Despite its shocking outcome, the sequence of events leading up to the incident would not necessarily have been a surprise to British newspaper readers. Boatmen were notorious for their hard drinking, violence and dishonesty, as were the navigators who dug the canal network, which had been spreading since the boom years of the industrial revolution.

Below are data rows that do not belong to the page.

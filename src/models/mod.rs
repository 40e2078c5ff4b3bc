pub mod backend;
pub mod flashcard;
pub mod loaders;
pub mod plan;
pub mod quiz;
pub mod summary;

pub use backend::{DocumentInfo, FeedbackRequest, QueryMode, QueryRequest, QueryResponse};
pub use flashcard::Flashcard;
pub use loaders::{load_answer_map, load_quiz_file, load_source_text};
pub use plan::{Phase, PhaseBlock, PlanDocument, PlanRequest, StudyDay};
pub use quiz::{AnswerKey, AnswerMap, QuizItem, ScoreResult};
pub use summary::SummaryStyle;
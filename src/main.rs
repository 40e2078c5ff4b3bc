use anyhow::Result;
use clap::Parser;
use study_buddy::app::{App, Command};
use study_buddy::config::Config;
use study_buddy::logger;

#[derive(Parser)]
#[command(
    name = "study-buddy",
    version,
    about = "Study assistant client: plans, quizzes, flashcards and a chat tutor"
)]
struct Cli {
    #[command(subcommand)]
    command: Command,
}

#[tokio::main]
async fn main() -> Result<()> {
    let cli = Cli::parse();

    // 加载配置
    let config = Config::from_env();

    // 初始化日志
    logger::init_with_verbose(config.verbose_logging);

    // 初始化并运行应用
    App::initialize(config)?.run(cli.command).await?;

    Ok(())
}
//! 闪卡复习状态

use crate::models::flashcard::Flashcard;

/// 当前朝上的一面
#[derive(Debug, Clone, Copy, PartialEq, Eq)]
pub enum CardFace<'a> {
    Front(&'a str),
    Back(&'a str),
}

/// 闪卡组
#[derive(Debug, Clone, Default)]
pub struct FlashcardDeck {
    cards: Vec<Flashcard>,
    current: usize,
    flipped: bool,
}

impl FlashcardDeck {
    pub fn new(cards: Vec<Flashcard>) -> Self {
        Self {
            cards,
            current: 0,
            flipped: false,
        }
    }

    pub fn len(&self) -> usize {
        self.cards.len()
    }

    pub fn is_empty(&self) -> bool {
        self.cards.is_empty()
    }

    pub fn is_flipped(&self) -> bool {
        self.flipped
    }

    /// `(当前序号, 总数)`，序号从 1 开始；空卡组为 `(0, 0)`
    pub fn position(&self) -> (usize, usize) {
        if self.cards.is_empty() {
            (0, 0)
        } else {
            (self.current + 1, self.cards.len())
        }
    }

    pub fn current_card(&self) -> Option<&Flashcard> {
        self.cards.get(self.current)
    }

    /// 当前朝上的内容
    pub fn current(&self) -> Option<CardFace<'_>> {
        self.current_card().map(|card| {
            if self.flipped {
                CardFace::Back(&card.back)
            } else {
                CardFace::Front(&card.front)
            }
        })
    }

    pub fn flip(&mut self) {
        if !self.cards.is_empty() {
            self.flipped = !self.flipped;
        }
    }

    /// 下一张，已在最后一张时停留
    pub fn next_card(&mut self) {
        self.flipped = false;
        self.current = (self.current + 1).min(self.cards.len().saturating_sub(1));
    }

    /// 上一张，已在第一张时停留
    pub fn previous_card(&mut self) {
        self.flipped = false;
        self.current = self.current.saturating_sub(1);
    }
}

- Read more | History explorer: the rise of the canals
These vital arteries of trade had slashed transport costs by almost half, bringing manufacturers increased profits and making products cheaper for all. But this welcome new prosperity had a price, and from the earliest days, canals – aflush with plenty of goods to steal and vast quantities of alcohol to drink – attracted crime.
Finding solace in drink
In many ways, crime on the canals was symptomatic of life in 19th-century Britain, particularly for the labouring classes who endured a precarious existence of drudgery, gnawing hunger and constant dread of unemployment. Workers flocked to urban manufacturing centres, where thriving industries like the cotton trade were serviced by this sprawling, 4,000-mile network linking towns to rivers and ports, carrying essential cargoes of coal, corn, fresh fruit, pottery and all kinds of finished goods.

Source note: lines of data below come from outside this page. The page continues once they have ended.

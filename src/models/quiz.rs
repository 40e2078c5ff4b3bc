use std::collections::BTreeMap;
use std::fmt;
use std::str::FromStr;

use serde::{Deserialize, Serialize};

use crate::error::BusinessError;

/// 选项字母表，下标即选项索引
pub const OPTION_LETTERS: [char; 4] = ['A', 'B', 'C', 'D'];

/// 答案键
///
/// 后端返回的 `answer` 可能是数字下标，也可能是字母，
/// 在反序列化时一次性归一化为该枚举。
#[derive(Debug, Clone, Copy, PartialEq, Eq)]
pub enum AnswerKey {
    /// 从 0 开始的选项下标
    Index(usize),
    /// `A`..=`D` 中的字母
    Letter(char),
}

impl AnswerKey {
    /// 判断所选选项是否与答案一致
    pub fn matches(self, selected: usize) -> bool {
        match self {
            AnswerKey::Index(index) => selected == index,
            AnswerKey::Letter(letter) => OPTION_LETTERS.get(selected) == Some(&letter),
        }
    }

    /// 答案对应的选项下标
    pub fn option_index(self) -> Option<usize> {
        match self {
            AnswerKey::Index(index) => Some(index),
            AnswerKey::Letter(letter) => OPTION_LETTERS.iter().position(|&l| l == letter),
        }
    }

    fn from_letter(value: &str) -> Option<Self> {
        let mut chars = value.chars();
        match (chars.next(), chars.next()) {
            (Some(c), None) if OPTION_LETTERS.contains(&c) => Some(AnswerKey::Letter(c)),
            _ => None,
        }
    }
}

impl fmt::Display for AnswerKey {
    fn fmt(&self, f: &mut fmt::Formatter<'_>) -> fmt::Result {
        match self {
            AnswerKey::Index(index) => write!(f, "{}", index),
            AnswerKey::Letter(letter) => write!(f, "{}", letter),
        }
    }
}

impl Serialize for AnswerKey {
    fn serialize<S: serde::Serializer>(&self, serializer: S) -> Result<S::Ok, S::Error> {
        match self {
            AnswerKey::Index(index) => serializer.serialize_u64(*index as u64),
            AnswerKey::Letter(letter) => serializer.serialize_char(*letter),
        }
    }
}

/// 单道选择题
#[derive(Debug, Clone, PartialEq, Serialize, Deserialize)]
pub struct QuizItem {
    #[serde(default)]
    pub question: String,
    #[serde(default)]
    pub options: Vec<String>,
    #[serde(
        default,
        deserialize_with = "deserialize_answer_key",
        skip_serializing_if = "Option::is_none"
    )]
    pub answer: Option<AnswerKey>,
}

impl QuizItem {
    pub fn new(question: impl Into<String>, options: Vec<String>, answer: Option<AnswerKey>) -> Self {
        Self {
            question: question.into(),
            options,
            answer,
        }
    }

    /// 答案键是否指向一个存在的选项（仅用于诊断，不影响计分）
    pub fn key_in_range(&self) -> bool {
        self.answer
            .and_then(AnswerKey::option_index)
            .is_some_and(|index| index < self.options.len())
    }
}

// 非负整数 → Index，恰好为 "A".."D" 的字符串 → Letter，其余一律视为无答案
fn deserialize_answer_key<'de, D>(deserializer: D) -> Result<Option<AnswerKey>, D::Error>
where
    D: serde::Deserializer<'de>,
{
    use serde::de::Visitor;

    struct AnswerKeyVisitor;

    impl<'de> Visitor<'de> for AnswerKeyVisitor {
        type Value = Option<AnswerKey>;

        fn expecting(&self, formatter: &mut fmt::Formatter) -> fmt::Result {
            formatter.write_str("an option index or a letter A-D")
        }

        fn visit_u64<E>(self, value: u64) -> Result<Self::Value, E>
        where
            E: serde::de::Error,
        {
            Ok(usize::try_from(value).ok().map(AnswerKey::Index))
        }

        fn visit_i64<E>(self, value: i64) -> Result<Self::Value, E>
        where
            E: serde::de::Error,
        {
            Ok(usize::try_from(value).ok().map(AnswerKey::Index))
        }

        // `1.0` 与 `1` 等价，带小数部分的数字不是选项下标
        fn visit_f64<E>(self, value: f64) -> Result<Self::Value, E>
        where
            E: serde::de::Error,
        {
            let is_index = value.is_finite() && value >= 0.0 && value.fract() == 0.0;
            Ok(is_index.then(|| AnswerKey::Index(value as usize)))
        }

        fn visit_bool<E>(self, _value: bool) -> Result<Self::Value, E>
        where
            E: serde::de::Error,
        {
            Ok(None)
        }

        fn visit_str<E>(self, value: &str) -> Result<Self::Value, E>
        where
            E: serde::de::Error,
        {
            Ok(AnswerKey::from_letter(value))
        }

        fn visit_char<E>(self, value: char) -> Result<Self::Value, E>
        where
            E: serde::de::Error,
        {
            Ok(OPTION_LETTERS.contains(&value).then_some(AnswerKey::Letter(value)))
        }

        fn visit_none<E>(self) -> Result<Self::Value, E>
        where
            E: serde::de::Error,
        {
            Ok(None)
        }

        fn visit_unit<E>(self) -> Result<Self::Value, E>
        where
            E: serde::de::Error,
        {
            Ok(None)
        }

        fn visit_some<D2>(self, deserializer: D2) -> Result<Self::Value, D2::Error>
        where
            D2: serde::Deserializer<'de>,
        {
            deserializer.deserialize_any(AnswerKeyVisitor)
        }
    }

    deserializer.deserialize_any(AnswerKeyVisitor)
}

/// 作答记录：题目下标 → 所选选项下标
///
/// 未作答的题目不出现在映射中。
#[derive(Debug, Clone, Default, PartialEq, Eq, Serialize, Deserialize)]
#[serde(transparent)]
pub struct AnswerMap(BTreeMap<usize, usize>);

impl AnswerMap {
    pub fn new() -> Self {
        Self::default()
    }

    /// 记录作答，重复作答会覆盖之前的选择
    pub fn select(&mut self, question: usize, option: usize) {
        self.0.insert(question, option);
    }

    pub fn get(&self, question: usize) -> Option<usize> {
        self.0.get(&question).copied()
    }

    pub fn len(&self) -> usize {
        self.0.len()
    }

    pub fn is_empty(&self) -> bool {
        self.0.is_empty()
    }

    pub fn clear(&mut self) {
        self.0.clear();
    }

    pub fn iter(&self) -> impl Iterator<Item = (usize, usize)> + '_ {
        self.0.iter().map(|(&q, &o)| (q, o))
    }
}

impl FromIterator<(usize, usize)> for AnswerMap {
    fn from_iter<I: IntoIterator<Item = (usize, usize)>>(iter: I) -> Self {
        Self(iter.into_iter().collect())
    }
}

/// 解析命令行作答格式：`0=2,1=0`
impl FromStr for AnswerMap {
    type Err = BusinessError;

    fn from_str(s: &str) -> Result<Self, Self::Err> {
        let parse_failed = || BusinessError::AnswerParseFailed {
            input: s.to_string(),
        };

        s.split(',')
            .map(str::trim)
            .filter(|pair| !pair.is_empty())
            .map(|pair| -> Result<(usize, usize), BusinessError> {
                let (question, option) = pair.split_once('=').ok_or_else(parse_failed)?;
                let question = question.trim().parse().map_err(|_| parse_failed())?;
                let option = option.trim().parse().map_err(|_| parse_failed())?;
                Ok((question, option))
            })
            .collect()
    }
}

/// 计分结果
#[derive(Debug, Clone, Copy, PartialEq, Eq, Serialize)]
pub struct ScoreResult {
    pub correct: usize,
    pub total: usize,
}

impl ScoreResult {
    /// 正确率（四舍五入到整数），没有题目时为 0
    pub fn percentage(&self) -> u32 {
        if self.total == 0 {
            return 0;
        }
        ((self.correct as f64 / self.total as f64) * 100.0).round() as u32
    }
}

impl fmt::Display for ScoreResult {
    fn fmt(&self, f: &mut fmt::Formatter<'_>) -> fmt::Result {
        write!(f, "Score: {} / {}", self.correct, self.total)
    }
}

Working long hours to meet the relentless demands of commerce, some people found solace in drink – with disastrous consequences. In September 1838, a London bargeman named Thomas Townsend went berserk following a weekend binge with “gin and shrub cocktails” and a skinful of beer at the Noah’s Ark pub in Limehouse. At 5pm on the Sunday, he refused to pay for a pot of porter and proceeded to punch the landlord, smash several windows, and boot the policeman who came to arrest him. It ultimately took several officers to drag him outside, and he was later fined £5 for assault.
- Read more | The 18th-century craze for gin
Yet, concerns about alcohol-related violence were neither new nor limited to the waterways. Fears that members of a drunken underclass were threatening the fabric of society had been voiced centuries earlier in pamphlets such as A Monster Late Found Out and Discovered, published by London writer Richard Rawlidge in 1628.

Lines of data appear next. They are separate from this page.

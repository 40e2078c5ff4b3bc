use crate::error::FileError;
use crate::models::quiz::{AnswerMap, QuizItem};
use anyhow::{Context, Result};
use serde::Deserialize;
use std::path::Path;
use tokio::fs;

/// 测验文件可以是裸数组，也可以是 `{ "quiz": [...] }`（与后端响应一致）
#[derive(Deserialize)]
#[serde(untagged)]
enum QuizDocument {
    Items(Vec<QuizItem>),
    Wrapped { quiz: Vec<QuizItem> },
}

impl QuizDocument {
    fn into_items(self) -> Vec<QuizItem> {
        match self {
            QuizDocument::Items(items) => items,
            QuizDocument::Wrapped { quiz } => quiz,
        }
    }
}

/// TOML 只能以表为根，题目写在 `[[quiz]]` 下
#[derive(Deserialize)]
struct TomlQuizFile {
    #[serde(default)]
    quiz: Vec<QuizItem>,
}

/// 从 JSON 或 TOML 文件加载测验题
pub async fn load_quiz_file(path: &Path) -> Result<Vec<QuizItem>> {
    let content = fs::read_to_string(path)
        .await
        .with_context(|| format!("无法读取测验文件: {}", path.display()))?;

    let items = match extension(path).as_deref() {
        Some("json") => serde_json::from_str::<QuizDocument>(&content)
            .with_context(|| format!("无法解析测验文件: {}", path.display()))?
            .into_items(),
        Some("toml") => {
            toml::from_str::<TomlQuizFile>(&content)
                .with_context(|| format!("无法解析测验文件: {}", path.display()))?
                .quiz
        }
        _ => {
            return Err(FileError::UnsupportedFormat {
                path: path.display().to_string(),
            }
            .into())
        }
    };

    let unscorable = items.iter().filter(|item| item.answer.is_none()).count();
    tracing::info!("成功加载 {} 道题目", items.len());
    if unscorable > 0 {
        tracing::warn!("其中 {} 道题目缺少有效答案，将不计分", unscorable);
    }

    Ok(items)
}

/// 从 JSON 文件加载作答记录：`{"0": 2, "1": 0}`
pub async fn load_answer_map(path: &Path) -> Result<AnswerMap> {
    let content = fs::read_to_string(path)
        .await
        .with_context(|| format!("无法读取作答文件: {}", path.display()))?;

    let answers: AnswerMap = serde_json::from_str(&content)
        .with_context(|| format!("无法解析作答文件: {}", path.display()))?;

    Ok(answers)
}

/// 读取用于生成测验/闪卡的原始文本
pub async fn load_source_text(path: &Path) -> Result<String> {
    let content = fs::read_to_string(path)
        .await
        .with_context(|| format!("无法读取文本文件: {}", path.display()))?;

    if content.trim().is_empty() {
        anyhow::bail!("文本文件为空: {}", path.display());
    }

    Ok(content)
}

fn extension(path: &Path) -> Option<String> {
    path.extension()
        .and_then(|s| s.to_str())
        .map(|s| s.to_ascii_lowercase())
}

#[cfg(test)]
mod tests {
    use super::*;
    use crate::models::quiz::AnswerKey;
    use std::path::PathBuf;

    fn temp_file(name: &str, content: &str) -> PathBuf {
        let dir = std::env::temp_dir().join(format!("study_buddy_loader_{}", std::process::id()));
        std::fs::create_dir_all(&dir).unwrap();
        let path = dir.join(name);
        std::fs::write(&path, content).unwrap();
        path
    }

    #[tokio::test]
    async fn test_load_json_array_and_wrapped() {
        let array = temp_file(
            "array.json",
            r#"[{"question":"1+1?","options":["1","2"],"answer":1}]"#,
        );
        let items = load_quiz_file(&array).await.unwrap();
        assert_eq!(items.len(), 1);
        assert_eq!(items[0].answer, Some(AnswerKey::Index(1)));

        let wrapped = temp_file(
            "wrapped.json",
            r#"{"quiz":[{"question":"q","options":["a","b"],"answer":"B"}]}"#,
        );
        let items = load_quiz_file(&wrapped).await.unwrap();
        assert_eq!(items[0].answer, Some(AnswerKey::Letter('B')));
    }

    #[tokio::test]
    async fn test_load_toml_quiz() {
        let path = temp_file(
            "quiz.toml",
            r#"
[[quiz]]
question = "Capital of France?"
options = ["Berlin", "Paris", "Rome", "Madrid"]
answer = "B"

[[quiz]]
question = "2 * 3?"
options = ["5", "6"]
answer = 1
"#,
        );
        let items = load_quiz_file(&path).await.unwrap();
        assert_eq!(items.len(), 2);
        assert_eq!(items[0].answer, Some(AnswerKey::Letter('B')));
        assert_eq!(items[1].answer, Some(AnswerKey::Index(1)));
    }

    #[tokio::test]
    async fn test_unsupported_extension_is_rejected() {
        let path = temp_file("quiz.yaml", "- question: q");
        assert!(load_quiz_file(&path).await.is_err());
    }

    #[tokio::test]
    async fn test_load_answer_map_and_empty_text() {
        let path = temp_file("answers.json", r#"{"0": 1, "2": 3}"#);
        let answers = load_answer_map(&path).await.unwrap();
        assert_eq!(answers.get(2), Some(3));

        let empty = temp_file("empty.txt", "   \n");
        assert!(load_source_text(&empty).await.is_err());
    }
}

But as wine and spirit consumption soared – along with instances of disorderly behaviour – the government decided to tackle the issue by introducing the Beer Act. Passed in 1830, the law loosened restrictions on the sale of beer in a bid to wean Britons off more potent beverages, such as gin. It had a rapid effect: 24,000 beer shops opened their doors within the space of just six months.
- Read more | Where and when was wine first made?
Unsurprisingly, this only exacerbated the problem. In 1834, a parliamentary select committee was set up to investigate what one MP described as a “torrent of drunkenness that desolates the land”. One proposed remedy was education, with suggestions that libraries and museums should offer “more innocent refreshments than the liquid poison now consumed”.
But others defended the right to drink, with the Essex Standard exclaiming: “If a man be thirsty, what avails showing him an alligator stuffed, a dried monkey, or a snake in a bottle? Museums, indeed, for the chimney-sweepers, and the canal-diggers, and the coal-heavers, and the dustmen, and all the rest who, tired with work, like a little comfort.”
Abusive behaviour
For many, heavy drinking was simply a fact of life, especially among boatmen free to indulge whenever they wanted. Unlike other workers, men in the canal trade frequently found themselves in remote places away from the prying eyes of employers, but still close enough to the hundreds of canal-side pubs that lined the waterways.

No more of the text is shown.